[Activity]
The word "FhirVersion" marks the lines to keep; find each one in the data and copy it.

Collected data
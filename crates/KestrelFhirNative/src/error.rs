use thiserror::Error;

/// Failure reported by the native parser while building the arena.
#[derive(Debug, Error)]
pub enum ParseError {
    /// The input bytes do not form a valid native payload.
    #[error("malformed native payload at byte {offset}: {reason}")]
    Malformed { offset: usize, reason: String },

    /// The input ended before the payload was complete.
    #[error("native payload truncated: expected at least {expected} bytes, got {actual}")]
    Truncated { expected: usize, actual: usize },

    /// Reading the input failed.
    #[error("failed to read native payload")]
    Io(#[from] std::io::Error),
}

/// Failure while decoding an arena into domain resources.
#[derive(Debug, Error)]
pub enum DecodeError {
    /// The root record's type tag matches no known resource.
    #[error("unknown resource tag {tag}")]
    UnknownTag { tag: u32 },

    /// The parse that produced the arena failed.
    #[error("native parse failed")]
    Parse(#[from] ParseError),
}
...
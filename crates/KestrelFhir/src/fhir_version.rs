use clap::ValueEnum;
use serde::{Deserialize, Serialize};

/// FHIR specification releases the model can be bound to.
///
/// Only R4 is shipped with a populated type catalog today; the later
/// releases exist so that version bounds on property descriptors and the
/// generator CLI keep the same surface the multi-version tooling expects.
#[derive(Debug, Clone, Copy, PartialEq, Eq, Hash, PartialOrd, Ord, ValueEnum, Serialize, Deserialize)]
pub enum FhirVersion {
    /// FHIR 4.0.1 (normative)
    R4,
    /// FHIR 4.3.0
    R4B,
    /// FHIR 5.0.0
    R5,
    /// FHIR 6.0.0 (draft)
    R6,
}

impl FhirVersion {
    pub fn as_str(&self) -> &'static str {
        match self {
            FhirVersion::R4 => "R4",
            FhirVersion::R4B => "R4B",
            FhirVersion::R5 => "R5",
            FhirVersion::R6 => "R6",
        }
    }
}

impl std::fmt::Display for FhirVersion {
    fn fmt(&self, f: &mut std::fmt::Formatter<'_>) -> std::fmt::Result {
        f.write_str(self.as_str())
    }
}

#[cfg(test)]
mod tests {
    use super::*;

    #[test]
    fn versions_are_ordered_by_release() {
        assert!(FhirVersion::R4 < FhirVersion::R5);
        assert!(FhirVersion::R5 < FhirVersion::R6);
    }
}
...
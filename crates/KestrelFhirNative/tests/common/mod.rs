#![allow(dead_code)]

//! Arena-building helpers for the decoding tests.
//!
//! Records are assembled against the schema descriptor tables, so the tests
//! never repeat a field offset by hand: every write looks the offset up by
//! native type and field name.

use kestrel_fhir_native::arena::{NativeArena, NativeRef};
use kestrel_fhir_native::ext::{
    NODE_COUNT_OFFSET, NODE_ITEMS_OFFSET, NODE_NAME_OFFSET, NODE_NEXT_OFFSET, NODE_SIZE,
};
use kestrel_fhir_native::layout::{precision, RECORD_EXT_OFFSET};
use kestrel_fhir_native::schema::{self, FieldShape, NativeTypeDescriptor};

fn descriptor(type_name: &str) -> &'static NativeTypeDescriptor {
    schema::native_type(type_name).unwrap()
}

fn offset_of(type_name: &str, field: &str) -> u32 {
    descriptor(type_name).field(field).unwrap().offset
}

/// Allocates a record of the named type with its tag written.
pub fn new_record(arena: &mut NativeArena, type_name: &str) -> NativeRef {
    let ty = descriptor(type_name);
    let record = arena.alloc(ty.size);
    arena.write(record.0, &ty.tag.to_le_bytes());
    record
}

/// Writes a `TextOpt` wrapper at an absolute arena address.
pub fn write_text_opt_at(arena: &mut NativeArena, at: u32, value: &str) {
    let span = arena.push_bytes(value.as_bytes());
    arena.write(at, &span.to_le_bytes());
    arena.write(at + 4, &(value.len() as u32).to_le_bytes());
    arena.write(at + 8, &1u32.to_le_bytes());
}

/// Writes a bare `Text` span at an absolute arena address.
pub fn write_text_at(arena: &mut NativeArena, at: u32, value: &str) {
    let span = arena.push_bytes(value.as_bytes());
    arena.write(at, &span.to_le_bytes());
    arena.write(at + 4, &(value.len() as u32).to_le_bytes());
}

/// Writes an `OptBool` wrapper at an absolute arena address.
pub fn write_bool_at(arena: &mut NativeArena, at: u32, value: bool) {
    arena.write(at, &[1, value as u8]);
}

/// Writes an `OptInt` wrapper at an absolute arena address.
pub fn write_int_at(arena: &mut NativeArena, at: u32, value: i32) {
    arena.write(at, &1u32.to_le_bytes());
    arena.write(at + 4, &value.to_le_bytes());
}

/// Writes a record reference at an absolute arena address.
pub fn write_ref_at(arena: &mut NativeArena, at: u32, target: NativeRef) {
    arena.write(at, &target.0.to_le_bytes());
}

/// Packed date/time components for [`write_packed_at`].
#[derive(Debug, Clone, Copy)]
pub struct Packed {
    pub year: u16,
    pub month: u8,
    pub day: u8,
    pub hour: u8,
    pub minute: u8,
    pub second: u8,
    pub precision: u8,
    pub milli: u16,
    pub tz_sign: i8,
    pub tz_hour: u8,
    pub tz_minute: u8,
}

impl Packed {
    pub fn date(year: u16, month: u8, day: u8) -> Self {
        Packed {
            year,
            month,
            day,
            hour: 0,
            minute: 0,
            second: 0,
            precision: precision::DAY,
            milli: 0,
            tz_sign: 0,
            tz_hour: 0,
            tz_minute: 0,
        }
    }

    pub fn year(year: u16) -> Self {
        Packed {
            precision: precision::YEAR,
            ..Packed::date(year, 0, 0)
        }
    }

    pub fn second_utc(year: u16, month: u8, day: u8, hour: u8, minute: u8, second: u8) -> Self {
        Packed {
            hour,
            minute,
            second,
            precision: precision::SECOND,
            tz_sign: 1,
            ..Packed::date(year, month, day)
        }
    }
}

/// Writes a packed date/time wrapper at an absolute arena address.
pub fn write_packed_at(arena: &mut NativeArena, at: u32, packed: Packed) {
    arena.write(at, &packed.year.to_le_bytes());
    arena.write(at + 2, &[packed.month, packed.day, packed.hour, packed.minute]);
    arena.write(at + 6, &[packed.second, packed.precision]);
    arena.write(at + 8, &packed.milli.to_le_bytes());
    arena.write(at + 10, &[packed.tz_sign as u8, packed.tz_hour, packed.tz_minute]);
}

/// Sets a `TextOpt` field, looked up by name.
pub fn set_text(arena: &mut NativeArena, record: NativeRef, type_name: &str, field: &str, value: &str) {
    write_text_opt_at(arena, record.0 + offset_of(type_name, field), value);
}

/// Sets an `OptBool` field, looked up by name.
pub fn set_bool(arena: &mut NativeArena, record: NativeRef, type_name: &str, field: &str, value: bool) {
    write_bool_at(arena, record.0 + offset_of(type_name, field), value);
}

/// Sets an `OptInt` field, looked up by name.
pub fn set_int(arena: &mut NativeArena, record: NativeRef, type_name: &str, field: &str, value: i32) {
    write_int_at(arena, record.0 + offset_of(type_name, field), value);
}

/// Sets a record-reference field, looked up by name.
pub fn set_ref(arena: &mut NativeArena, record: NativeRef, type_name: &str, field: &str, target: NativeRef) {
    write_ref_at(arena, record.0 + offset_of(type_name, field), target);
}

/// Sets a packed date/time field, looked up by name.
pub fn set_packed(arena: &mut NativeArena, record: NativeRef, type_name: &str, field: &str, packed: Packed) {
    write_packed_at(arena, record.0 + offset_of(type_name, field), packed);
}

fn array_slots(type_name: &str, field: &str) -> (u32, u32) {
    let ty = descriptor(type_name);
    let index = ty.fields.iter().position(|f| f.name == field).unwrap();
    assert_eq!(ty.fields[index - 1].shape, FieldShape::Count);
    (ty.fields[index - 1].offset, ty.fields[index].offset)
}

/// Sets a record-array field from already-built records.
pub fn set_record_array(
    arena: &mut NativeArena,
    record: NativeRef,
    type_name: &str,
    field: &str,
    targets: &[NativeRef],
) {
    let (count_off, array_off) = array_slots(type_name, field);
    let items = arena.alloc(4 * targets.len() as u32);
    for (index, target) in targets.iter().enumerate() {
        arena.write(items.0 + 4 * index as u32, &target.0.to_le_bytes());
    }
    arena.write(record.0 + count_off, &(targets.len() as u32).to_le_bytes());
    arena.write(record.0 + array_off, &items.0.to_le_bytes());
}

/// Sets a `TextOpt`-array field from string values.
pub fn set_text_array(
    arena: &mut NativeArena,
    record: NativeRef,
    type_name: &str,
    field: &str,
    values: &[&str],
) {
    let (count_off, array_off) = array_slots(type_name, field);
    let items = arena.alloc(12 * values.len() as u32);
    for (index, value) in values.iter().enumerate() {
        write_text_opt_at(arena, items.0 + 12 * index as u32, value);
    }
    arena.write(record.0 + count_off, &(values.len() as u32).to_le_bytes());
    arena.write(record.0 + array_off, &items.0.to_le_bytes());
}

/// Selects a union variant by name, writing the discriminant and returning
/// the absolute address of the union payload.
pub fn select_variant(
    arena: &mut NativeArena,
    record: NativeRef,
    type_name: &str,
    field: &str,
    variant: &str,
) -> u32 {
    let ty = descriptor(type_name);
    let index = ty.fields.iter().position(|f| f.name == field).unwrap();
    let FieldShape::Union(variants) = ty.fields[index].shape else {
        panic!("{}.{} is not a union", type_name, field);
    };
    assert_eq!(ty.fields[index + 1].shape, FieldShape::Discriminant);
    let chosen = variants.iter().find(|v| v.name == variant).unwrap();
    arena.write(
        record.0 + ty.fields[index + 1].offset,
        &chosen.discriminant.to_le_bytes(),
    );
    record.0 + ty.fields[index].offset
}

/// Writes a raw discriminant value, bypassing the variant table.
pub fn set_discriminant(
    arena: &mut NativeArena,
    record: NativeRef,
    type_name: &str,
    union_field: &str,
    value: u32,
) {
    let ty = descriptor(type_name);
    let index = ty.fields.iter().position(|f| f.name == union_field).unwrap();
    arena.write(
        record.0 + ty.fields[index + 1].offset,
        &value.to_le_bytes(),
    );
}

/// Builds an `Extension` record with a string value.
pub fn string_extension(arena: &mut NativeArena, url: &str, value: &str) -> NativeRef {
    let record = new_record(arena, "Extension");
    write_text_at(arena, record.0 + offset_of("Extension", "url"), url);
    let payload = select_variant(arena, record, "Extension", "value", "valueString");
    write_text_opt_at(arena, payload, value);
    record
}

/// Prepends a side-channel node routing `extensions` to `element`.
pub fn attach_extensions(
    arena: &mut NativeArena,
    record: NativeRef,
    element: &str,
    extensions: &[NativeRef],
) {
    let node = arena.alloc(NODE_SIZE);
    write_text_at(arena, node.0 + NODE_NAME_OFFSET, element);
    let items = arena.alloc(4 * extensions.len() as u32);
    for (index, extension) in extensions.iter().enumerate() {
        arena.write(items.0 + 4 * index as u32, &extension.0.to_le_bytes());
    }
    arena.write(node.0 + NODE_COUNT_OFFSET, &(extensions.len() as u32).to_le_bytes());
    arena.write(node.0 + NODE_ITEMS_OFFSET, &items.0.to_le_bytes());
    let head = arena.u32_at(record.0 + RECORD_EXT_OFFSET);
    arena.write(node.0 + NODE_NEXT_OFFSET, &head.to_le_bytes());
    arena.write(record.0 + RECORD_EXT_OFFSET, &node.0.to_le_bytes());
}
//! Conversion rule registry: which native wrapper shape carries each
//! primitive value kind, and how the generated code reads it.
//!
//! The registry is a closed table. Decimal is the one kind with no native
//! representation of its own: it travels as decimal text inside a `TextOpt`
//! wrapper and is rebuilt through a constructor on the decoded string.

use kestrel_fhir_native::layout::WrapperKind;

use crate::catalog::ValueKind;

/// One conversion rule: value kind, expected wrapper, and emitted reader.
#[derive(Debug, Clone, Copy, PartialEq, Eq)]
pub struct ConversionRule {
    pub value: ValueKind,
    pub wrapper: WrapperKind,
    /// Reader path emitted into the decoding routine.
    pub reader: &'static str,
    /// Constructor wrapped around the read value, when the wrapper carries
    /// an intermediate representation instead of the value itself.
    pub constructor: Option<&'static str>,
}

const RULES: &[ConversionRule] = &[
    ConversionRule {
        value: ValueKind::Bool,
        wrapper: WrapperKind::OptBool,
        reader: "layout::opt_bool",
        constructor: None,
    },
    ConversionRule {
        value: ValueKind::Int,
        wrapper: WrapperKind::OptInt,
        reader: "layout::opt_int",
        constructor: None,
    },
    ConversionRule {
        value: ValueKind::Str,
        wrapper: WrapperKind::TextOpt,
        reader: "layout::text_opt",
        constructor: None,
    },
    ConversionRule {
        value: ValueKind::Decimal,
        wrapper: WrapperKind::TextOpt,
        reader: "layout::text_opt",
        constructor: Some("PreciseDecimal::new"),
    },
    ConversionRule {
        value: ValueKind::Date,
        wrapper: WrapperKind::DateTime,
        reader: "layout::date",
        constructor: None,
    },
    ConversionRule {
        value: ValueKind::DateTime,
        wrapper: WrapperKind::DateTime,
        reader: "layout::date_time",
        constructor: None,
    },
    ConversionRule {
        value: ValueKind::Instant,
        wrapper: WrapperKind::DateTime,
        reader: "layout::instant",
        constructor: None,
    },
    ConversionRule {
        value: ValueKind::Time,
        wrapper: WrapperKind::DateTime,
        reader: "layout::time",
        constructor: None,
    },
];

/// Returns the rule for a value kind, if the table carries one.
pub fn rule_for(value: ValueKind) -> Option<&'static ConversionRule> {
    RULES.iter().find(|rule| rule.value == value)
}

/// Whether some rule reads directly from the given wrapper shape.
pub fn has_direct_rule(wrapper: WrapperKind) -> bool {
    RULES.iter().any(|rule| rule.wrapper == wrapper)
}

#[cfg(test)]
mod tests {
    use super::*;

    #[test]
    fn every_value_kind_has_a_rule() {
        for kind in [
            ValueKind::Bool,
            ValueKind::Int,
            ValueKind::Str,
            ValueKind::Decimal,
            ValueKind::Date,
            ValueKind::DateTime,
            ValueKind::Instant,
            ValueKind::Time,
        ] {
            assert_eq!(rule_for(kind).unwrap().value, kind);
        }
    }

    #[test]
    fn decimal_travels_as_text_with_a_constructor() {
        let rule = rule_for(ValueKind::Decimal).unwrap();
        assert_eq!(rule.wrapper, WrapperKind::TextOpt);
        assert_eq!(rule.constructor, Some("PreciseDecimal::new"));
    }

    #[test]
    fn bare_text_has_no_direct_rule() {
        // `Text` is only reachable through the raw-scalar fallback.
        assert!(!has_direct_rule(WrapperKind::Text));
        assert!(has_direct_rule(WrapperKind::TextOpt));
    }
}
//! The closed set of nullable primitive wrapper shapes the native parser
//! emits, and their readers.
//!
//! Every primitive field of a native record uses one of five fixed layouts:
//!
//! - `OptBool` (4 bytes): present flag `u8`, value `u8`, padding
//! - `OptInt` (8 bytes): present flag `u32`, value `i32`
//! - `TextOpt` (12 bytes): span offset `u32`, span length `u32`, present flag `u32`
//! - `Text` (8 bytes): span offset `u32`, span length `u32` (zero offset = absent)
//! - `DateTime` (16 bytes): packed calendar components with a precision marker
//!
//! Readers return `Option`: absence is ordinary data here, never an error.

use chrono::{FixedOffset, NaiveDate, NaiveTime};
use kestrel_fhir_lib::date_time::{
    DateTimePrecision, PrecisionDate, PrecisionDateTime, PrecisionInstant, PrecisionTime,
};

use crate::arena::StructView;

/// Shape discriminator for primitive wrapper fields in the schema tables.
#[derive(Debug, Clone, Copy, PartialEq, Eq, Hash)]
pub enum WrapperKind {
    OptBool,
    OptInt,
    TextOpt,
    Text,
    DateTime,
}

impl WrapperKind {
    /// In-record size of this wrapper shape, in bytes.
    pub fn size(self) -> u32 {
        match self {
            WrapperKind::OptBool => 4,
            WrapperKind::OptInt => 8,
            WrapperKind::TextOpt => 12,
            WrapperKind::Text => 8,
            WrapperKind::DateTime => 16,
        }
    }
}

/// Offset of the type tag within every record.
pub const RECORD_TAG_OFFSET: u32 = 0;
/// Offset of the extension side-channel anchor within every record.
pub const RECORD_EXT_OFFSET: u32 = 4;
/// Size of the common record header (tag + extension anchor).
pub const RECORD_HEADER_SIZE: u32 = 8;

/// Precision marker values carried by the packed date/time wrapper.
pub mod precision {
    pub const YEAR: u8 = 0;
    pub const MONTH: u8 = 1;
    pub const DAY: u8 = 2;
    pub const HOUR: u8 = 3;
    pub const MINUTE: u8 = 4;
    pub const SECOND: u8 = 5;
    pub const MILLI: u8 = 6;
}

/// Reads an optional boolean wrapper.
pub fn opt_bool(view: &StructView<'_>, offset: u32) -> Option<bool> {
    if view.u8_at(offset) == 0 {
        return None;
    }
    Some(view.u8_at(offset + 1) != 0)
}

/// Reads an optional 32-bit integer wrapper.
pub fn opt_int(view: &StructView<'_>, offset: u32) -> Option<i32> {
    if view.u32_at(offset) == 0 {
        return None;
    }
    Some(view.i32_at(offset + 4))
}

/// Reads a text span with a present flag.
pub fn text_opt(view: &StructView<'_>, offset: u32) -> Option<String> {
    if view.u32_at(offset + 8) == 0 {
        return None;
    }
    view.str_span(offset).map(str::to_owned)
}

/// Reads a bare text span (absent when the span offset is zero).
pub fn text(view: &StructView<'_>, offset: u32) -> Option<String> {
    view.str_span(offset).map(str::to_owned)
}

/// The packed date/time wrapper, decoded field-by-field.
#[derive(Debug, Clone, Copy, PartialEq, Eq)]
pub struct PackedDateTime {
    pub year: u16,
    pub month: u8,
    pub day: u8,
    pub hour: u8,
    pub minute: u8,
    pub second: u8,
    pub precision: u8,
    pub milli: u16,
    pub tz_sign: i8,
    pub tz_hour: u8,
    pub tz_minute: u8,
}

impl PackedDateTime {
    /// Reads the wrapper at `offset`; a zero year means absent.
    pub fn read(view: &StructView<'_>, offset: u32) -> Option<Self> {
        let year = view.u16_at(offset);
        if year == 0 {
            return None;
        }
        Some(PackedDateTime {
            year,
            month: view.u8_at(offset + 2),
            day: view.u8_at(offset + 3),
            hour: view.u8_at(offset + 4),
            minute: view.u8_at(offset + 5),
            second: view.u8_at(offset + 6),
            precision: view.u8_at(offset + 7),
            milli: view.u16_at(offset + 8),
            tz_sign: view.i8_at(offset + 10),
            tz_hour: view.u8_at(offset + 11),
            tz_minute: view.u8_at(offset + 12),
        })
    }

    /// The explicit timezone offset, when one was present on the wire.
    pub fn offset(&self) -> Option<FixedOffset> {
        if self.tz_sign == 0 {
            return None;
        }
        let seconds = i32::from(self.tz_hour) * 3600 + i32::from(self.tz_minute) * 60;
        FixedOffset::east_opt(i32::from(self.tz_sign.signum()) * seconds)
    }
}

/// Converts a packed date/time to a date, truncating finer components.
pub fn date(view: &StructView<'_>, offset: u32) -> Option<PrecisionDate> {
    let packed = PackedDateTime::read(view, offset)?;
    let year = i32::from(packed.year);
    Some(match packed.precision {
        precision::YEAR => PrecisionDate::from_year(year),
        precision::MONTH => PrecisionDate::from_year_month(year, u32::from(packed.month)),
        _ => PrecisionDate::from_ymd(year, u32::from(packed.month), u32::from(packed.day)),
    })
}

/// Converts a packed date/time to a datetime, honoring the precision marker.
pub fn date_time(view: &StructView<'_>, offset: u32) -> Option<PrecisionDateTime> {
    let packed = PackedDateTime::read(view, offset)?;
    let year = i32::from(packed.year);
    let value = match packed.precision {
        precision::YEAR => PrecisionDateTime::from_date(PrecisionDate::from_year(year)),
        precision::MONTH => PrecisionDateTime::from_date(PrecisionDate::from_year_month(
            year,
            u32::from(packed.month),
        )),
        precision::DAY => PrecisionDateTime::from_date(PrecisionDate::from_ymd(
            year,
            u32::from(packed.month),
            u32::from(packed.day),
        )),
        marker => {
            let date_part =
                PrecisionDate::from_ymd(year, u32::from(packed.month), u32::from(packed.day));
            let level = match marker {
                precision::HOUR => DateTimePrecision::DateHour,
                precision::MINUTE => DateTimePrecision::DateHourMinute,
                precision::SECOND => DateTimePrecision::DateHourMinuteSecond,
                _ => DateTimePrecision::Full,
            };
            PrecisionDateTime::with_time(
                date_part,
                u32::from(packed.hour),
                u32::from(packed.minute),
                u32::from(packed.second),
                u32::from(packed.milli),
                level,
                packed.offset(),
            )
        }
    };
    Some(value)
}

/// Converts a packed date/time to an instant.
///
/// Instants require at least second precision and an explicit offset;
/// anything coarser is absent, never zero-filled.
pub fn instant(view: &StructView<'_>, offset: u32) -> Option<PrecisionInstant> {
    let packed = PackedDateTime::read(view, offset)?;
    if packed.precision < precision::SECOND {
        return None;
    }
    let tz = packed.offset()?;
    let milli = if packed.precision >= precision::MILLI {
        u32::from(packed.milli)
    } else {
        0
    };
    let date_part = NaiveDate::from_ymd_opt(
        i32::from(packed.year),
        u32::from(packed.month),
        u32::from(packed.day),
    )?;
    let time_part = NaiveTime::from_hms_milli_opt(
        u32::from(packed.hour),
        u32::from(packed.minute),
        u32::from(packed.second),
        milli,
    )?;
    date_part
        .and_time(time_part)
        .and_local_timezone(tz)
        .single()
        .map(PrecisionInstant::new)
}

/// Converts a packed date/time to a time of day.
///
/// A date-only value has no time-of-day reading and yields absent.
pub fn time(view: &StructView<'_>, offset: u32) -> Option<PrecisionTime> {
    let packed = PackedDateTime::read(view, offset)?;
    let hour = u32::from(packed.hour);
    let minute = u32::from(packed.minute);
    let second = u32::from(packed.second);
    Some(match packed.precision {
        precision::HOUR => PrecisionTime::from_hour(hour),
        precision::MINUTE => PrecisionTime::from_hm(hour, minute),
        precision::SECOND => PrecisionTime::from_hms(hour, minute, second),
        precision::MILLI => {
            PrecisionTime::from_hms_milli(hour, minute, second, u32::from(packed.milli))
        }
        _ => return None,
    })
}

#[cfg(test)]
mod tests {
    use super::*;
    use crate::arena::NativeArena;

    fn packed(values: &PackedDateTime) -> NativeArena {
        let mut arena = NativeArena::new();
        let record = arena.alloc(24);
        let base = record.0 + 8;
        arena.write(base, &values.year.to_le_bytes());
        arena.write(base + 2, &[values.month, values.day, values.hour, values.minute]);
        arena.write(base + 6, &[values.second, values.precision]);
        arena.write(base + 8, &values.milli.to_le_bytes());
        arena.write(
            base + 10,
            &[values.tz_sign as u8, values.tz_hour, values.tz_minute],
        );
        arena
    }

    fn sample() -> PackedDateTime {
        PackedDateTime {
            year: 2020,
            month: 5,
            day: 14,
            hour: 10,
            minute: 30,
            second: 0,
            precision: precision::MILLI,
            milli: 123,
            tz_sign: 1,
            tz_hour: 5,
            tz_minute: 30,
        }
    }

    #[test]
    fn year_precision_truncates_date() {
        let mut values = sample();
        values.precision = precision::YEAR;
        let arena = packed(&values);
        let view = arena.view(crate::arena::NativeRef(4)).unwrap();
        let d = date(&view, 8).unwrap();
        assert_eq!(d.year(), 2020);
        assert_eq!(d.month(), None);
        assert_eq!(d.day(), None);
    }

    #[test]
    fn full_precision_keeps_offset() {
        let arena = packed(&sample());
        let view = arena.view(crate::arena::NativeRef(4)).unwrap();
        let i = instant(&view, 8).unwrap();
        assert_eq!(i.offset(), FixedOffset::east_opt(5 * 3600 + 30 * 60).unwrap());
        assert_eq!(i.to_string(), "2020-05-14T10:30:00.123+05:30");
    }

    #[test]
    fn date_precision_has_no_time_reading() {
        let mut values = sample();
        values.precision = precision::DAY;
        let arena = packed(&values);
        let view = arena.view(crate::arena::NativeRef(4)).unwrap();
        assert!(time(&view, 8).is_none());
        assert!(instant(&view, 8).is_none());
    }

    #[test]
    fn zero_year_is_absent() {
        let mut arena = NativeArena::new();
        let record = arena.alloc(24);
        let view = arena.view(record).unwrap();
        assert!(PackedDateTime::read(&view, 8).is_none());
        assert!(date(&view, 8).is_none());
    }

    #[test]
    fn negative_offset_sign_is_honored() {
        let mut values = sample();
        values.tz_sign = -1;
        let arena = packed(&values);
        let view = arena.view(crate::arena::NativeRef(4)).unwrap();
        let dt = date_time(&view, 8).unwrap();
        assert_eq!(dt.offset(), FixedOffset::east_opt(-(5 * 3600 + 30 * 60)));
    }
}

[Solution to the problem]
pub enum FhirVersion {
impl FhirVersion {
            FhirVersion::R4 => "R4",
            FhirVersion::R4B => "R4B",
            FhirVersion::R5 => "R5",
            FhirVersion::R6 => "R6",
impl std::fmt::Display for FhirVersion {
        assert!(FhirVersion::R4 < FhirVersion::R5);
        assert!(FhirVersion::R5 < FhirVersion::R6);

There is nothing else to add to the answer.